Stored data
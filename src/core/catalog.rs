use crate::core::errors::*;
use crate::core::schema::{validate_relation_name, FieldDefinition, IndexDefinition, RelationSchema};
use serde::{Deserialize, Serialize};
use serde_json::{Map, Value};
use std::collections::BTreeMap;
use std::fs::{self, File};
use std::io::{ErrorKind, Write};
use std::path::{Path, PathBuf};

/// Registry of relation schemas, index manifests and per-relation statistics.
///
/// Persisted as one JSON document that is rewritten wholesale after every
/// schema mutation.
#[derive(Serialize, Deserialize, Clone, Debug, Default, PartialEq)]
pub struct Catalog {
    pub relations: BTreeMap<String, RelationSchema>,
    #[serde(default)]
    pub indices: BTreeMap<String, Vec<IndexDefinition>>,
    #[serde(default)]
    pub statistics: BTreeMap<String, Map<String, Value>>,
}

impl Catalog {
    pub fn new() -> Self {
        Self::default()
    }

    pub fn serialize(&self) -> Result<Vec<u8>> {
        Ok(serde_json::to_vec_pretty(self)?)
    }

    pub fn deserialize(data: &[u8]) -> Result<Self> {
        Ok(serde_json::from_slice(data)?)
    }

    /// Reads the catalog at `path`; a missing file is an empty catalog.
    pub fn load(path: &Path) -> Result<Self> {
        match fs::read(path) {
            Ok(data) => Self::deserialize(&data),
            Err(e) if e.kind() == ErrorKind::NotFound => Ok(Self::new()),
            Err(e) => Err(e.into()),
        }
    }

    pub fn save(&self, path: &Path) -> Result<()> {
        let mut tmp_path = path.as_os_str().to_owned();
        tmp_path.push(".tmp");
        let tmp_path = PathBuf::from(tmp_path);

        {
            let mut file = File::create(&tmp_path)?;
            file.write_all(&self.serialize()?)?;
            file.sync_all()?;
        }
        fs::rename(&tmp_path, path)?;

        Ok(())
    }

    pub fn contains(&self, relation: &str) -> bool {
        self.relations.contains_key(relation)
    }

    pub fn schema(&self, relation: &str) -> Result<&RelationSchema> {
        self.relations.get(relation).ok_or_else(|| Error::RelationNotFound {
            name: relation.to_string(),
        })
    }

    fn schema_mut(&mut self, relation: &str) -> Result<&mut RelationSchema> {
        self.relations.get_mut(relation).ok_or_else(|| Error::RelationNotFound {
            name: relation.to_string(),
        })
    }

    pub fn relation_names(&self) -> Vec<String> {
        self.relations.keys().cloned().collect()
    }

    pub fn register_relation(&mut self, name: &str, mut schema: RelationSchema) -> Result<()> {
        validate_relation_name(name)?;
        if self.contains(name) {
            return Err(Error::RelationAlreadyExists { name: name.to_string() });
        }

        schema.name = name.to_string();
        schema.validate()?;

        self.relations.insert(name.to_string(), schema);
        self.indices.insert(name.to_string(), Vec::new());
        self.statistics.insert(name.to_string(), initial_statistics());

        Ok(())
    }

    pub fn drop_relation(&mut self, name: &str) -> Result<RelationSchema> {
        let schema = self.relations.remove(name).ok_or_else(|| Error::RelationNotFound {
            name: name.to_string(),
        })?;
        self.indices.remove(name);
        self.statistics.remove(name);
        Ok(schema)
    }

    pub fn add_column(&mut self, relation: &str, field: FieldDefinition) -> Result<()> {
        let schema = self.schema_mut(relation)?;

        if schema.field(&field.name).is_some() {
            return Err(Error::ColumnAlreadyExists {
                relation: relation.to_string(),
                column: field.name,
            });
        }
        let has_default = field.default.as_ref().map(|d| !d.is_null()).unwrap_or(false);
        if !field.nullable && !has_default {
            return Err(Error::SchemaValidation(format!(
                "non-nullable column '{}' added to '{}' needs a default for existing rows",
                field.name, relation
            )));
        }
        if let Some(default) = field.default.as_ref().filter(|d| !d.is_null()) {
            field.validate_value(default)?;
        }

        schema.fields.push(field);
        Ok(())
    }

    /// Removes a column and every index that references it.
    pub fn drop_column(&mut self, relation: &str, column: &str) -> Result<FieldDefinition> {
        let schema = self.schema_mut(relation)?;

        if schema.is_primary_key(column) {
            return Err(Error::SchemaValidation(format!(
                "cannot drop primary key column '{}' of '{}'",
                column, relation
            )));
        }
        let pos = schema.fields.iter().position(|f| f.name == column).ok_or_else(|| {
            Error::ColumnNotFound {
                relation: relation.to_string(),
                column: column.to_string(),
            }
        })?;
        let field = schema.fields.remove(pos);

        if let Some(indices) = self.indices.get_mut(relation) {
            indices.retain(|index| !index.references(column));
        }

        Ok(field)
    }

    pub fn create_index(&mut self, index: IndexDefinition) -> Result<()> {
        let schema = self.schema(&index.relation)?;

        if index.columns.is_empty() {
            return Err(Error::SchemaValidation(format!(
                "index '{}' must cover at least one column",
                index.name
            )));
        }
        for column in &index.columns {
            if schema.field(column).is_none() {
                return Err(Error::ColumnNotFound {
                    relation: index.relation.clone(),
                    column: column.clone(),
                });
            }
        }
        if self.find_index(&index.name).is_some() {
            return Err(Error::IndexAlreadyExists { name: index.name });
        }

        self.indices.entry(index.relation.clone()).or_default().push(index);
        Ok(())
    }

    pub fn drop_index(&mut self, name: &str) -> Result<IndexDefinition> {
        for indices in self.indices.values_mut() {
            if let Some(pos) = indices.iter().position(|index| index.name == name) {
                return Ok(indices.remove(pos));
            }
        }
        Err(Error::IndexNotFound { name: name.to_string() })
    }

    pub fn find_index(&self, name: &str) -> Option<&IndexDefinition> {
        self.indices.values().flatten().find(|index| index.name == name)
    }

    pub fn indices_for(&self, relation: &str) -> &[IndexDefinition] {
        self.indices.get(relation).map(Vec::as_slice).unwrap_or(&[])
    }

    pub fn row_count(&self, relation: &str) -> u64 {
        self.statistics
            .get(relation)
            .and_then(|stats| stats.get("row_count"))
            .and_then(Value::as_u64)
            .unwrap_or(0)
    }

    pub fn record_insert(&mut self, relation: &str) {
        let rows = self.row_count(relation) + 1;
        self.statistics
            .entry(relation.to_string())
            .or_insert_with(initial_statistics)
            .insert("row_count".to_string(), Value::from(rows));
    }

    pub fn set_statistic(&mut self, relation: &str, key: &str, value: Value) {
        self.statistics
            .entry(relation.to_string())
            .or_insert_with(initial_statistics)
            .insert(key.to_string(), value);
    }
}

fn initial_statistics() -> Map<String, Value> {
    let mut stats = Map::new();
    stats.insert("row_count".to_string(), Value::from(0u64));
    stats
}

Try it
All lines of the entries containing the string "fields" must be shown in full.

Expected output
        schema.fields.push(field);
        let pos = schema.fields.iter().position(|f| f.name == column).ok_or_else(|| {
        let field = schema.fields.remove(pos);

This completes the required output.